Introduction

Mucin 1 (MUC1) serves as an indicator in the early diagnosis of cancer [1,2,3,4]. However, it is still a challenge to detect MUC1 at the early stage, as the concentration of MUC1 is usually very low. Therefore, it is critical to develop a novel method to detect MUC1 sensitively and simply. Various methods for MUC1 detection have been developed, such as enzyme-linked immunosorbent assay (ELISA) [5], surface enhanced Raman scattering (SERS) [6], single molecular force spectroscopy (SMFS) [7], fluorescence (FL) [8, 9] and electrochemical techniques [10, 11]. Among the above methods, the fluorescent technique has attracted great attention due to the advantages of simpleness, efficiency and convenience.

Aptamers are oligonucleotides or peptide molecules and have special affinity with different targets. What’s more, aptamers have excellent advantages compared with antibodies, such as low cost, easy modification, small size, stability and lack of immunogenicity. Many successful aptasensors were reported for MUC1 detection [12,13,14,15,16]. These strategies were used for efficient and sensitive detection of MUC1 due to the specific binding of aptamers to MUC1. However, there were some details to be improved. For example, some of them need to immobilize DNA on the surface of the material, which had high spatial hindrance and low combined freedom, leading to low affinity efficiency between aptamers and proteins. In addition, most of them required labeling signal molecules that might result in high background signal. So it is very vital to establish a solution to solve these problems.

Quantum dots (QDs) are highlighted fluorescent probes, and they have attracted widespread attention in various research areas due to their unique advantages of wide excitation and narrow emission spectra, tunable size and high quantum yields [17,18,19,20,21]. Ru(bpy)2(dppx)2+(bpy = 2.2′- bipyridine, dppx = 7,8-dimethyldipyrido [3.2-a:2′,3′-c]-phenanthroline) is one of typical DNA molecular “light switches”, which can tightly bind toward DNA, especially dsDNA, and it can efficiently quench QDs via the photo induced electron transfer process. In the presence of dsDNA, Ru(bpy)2(dppx)2+ is bound by dsDNA and cannot quench QDs anymore [22, 23]. Magnetic microparticles (MMPs) have been extensively applied in the detection of DNA, small molecules, proteins, and cancer cells as a useful tool [16, 24,25,26], due to their high surface-to-volume ratio, easy surface modification and separation characteristics. Hybridization chain reaction (HCR) is an excellent signal amplification technique and can greatly amplify signal by DNA cascade hybridization without any nucleases involvement. H1 and H2 can self-assemble to form long-range dsDNA in the presence of an initiator [27]. In this experiment, Ru(bpy)2(dppx)2+ bound by dsDNA, independent of whether the HCR occurred or not. This reduces the quenching effect on QDs and leads to the high background signal. The streptavidin-modified MMPs can reduce the background signal significantly via the good separation performance.

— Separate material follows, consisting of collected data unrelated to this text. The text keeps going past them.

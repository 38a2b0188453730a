use crate::ClientError;

#[derive(Debug, Clone, PartialEq, Eq)]
pub struct ClientConfig {
    pub url: String,
}

impl ClientConfig {
    pub fn new(url: &str) -> Self {
        Self {
            url: url.trim_end_matches('/').to_owned(),
        }
    }

    /// Reject endpoints the HTTP transport cannot reach.
    pub fn validate(&self) -> Result<(), ClientError> {
        if self.url.starts_with("http://") || self.url.starts_with("https://") {
            Ok(())
        } else {
            Err(ClientError::Config(format!(
                "store endpoint must be an http(s) URI, got '{}'",
                self.url
            )))
        }
    }
}
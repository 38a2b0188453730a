/// Deterministic `_id` for the document at `index` in a fixture collection.
///
/// The first 24 hex digits of `blake3("{fixture}/{collection}/{index}")`.
/// Loading the same fixture twice yields the same ids, which is what lets an
/// unload find exactly the documents a previous load inserted.
pub fn fixture_document_id(fixture: &str, collection: &str, index: usize) -> String {
    let hash = blake3::hash(format!("{fixture}/{collection}/{index}").as_bytes()).to_hex();
    hash.as_str()[..24].to_owned()
}
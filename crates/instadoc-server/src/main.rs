use clap::Parser;
use instadoc_server::{FileConfig, Instance, Overrides, Settings};
use std::path::PathBuf;
use std::process::ExitCode;
use std::sync::mpsc;
use tracing::{info, warn};

#[derive(Debug, Parser)]
#[command(
    name = "instadoc",
    version,
    about = "Disposable in-memory document store with a REST control plane for test fixtures"
)]
struct Cli {
    /// Port for the database server [default: 5001].
    #[arg(long)]
    db_port: Option<u16>,

    /// Port for the REST control server [default: 5000].
    #[arg(long)]
    rest_port: Option<u16>,

    /// Directory containing one subdirectory per fixture [default: ./fixtures].
    #[arg(long)]
    fixtures: Option<PathBuf>,

    /// Database to load the initial fixture into.
    #[arg(long)]
    db: Option<String>,

    /// Fixture to load at startup (requires --db).
    #[arg(long)]
    load: Option<String>,

    /// Read settings from a TOML file; flags take precedence.
    #[arg(long)]
    config: Option<PathBuf>,

    /// Worker threads per server [default: 4].
    #[arg(long)]
    workers: Option<usize>,

    /// Enable verbose (debug) logging output.
    #[arg(short, long, default_value_t = false)]
    verbose: bool,
}

fn settings(cli: Cli) -> Result<Settings, instadoc_server::ConfigError> {
    let file = match &cli.config {
        Some(path) => FileConfig::load(path)?,
        None => FileConfig::default(),
    };
    Settings::resolve(
        file,
        Overrides {
            db_port: cli.db_port,
            rest_port: cli.rest_port,
            fixtures: cli.fixtures,
            workers: cli.workers,
            db: cli.db,
            load: cli.load,
        },
    )
}

fn main() -> ExitCode {
    let cli = Cli::parse();

    let filter = if cli.verbose {
        tracing_subscriber::EnvFilter::new("debug")
    } else {
        tracing_subscriber::EnvFilter::try_from_env("INSTADOC_LOG")
            .unwrap_or_else(|_| tracing_subscriber::EnvFilter::new("info"))
    };
    tracing_subscriber::fmt()
        .with_env_filter(filter)
        .with_target(false)
        .init();

    let settings = match settings(cli) {
        Ok(s) => s,
        Err(e) => {
            eprintln!("error: {e}");
            return ExitCode::FAILURE;
        }
    };

    let instance = match Instance::start(&settings) {
        Ok(i) => i,
        Err(e) => {
            eprintln!("error: {e}");
            return ExitCode::FAILURE;
        }
    };

    let (tx, rx) = mpsc::channel();
    if let Err(e) = ctrlc::set_handler(move || {
        let _ = tx.send(());
    }) {
        warn!("failed to install Ctrl-C handler: {e}");
    }

    // Blocks until Ctrl-C; with no handler the sender is gone and this
    // returns at once, so fall back to parking forever.
    if rx.recv().is_err() {
        loop {
            std::thread::park();
        }
    }

    info!("shutting down");
    drop(instance);
    ExitCode::SUCCESS
}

Based on this principle, we developed a novel aptasensor for the detection of MUC1. In the presence of MUC1, the initiated sequence of aptamer-H0 triggered the HCR. The HCR product, long-range dsDNA, had stronger interaction with Ru complex than single strand DNA or H1 and H2. Combined Ru complex, QDs and MMPs, which greatly improved the detection sensitivity, selectivity and practicability.

Experimental section

Chemicals and instruments

Trishydroxymethyl aminomethane (Tris), sodium phosphate dibasic (Na2HPO4), sodium phosphate monobasic (NaH2PO4), potassium chloride (KCl), sodium chloride (NaCl), mucin 1 (MUC1), Tween-20, N-acetyl-L-cysteine (NAC), 4,5-Dimeththyl-o-phenylene-diamine and 2,3-dimercaptopropane-2,3-dimercaptopropane-1-sulfonate (DMPS) were purchased from Sigma-Aldrich (USA.; https://www.sigmaaldrich.com). All above of them were analytical-reagent grade or better. CdCl2·2.5H2O, ZnCl2, Na2TeO3 and hydrochloric acid was purchased from Sinopharm Chemical Reagent Co., Ltd. (Shanghai, China; http://www.sinoreagent.com). Meso-2,3-dimercaptosuccinic acid (DMSA) was purchased from Aladdin Chemistry Co., Ltd. (China; http://www.aladdin-e.com). The streptavidin-modified magnetic microparticles (MMPs) (1 μm, 10 mg·mL−1) were obtained from Invitrogen (Norway; https://www.thermofisher.com).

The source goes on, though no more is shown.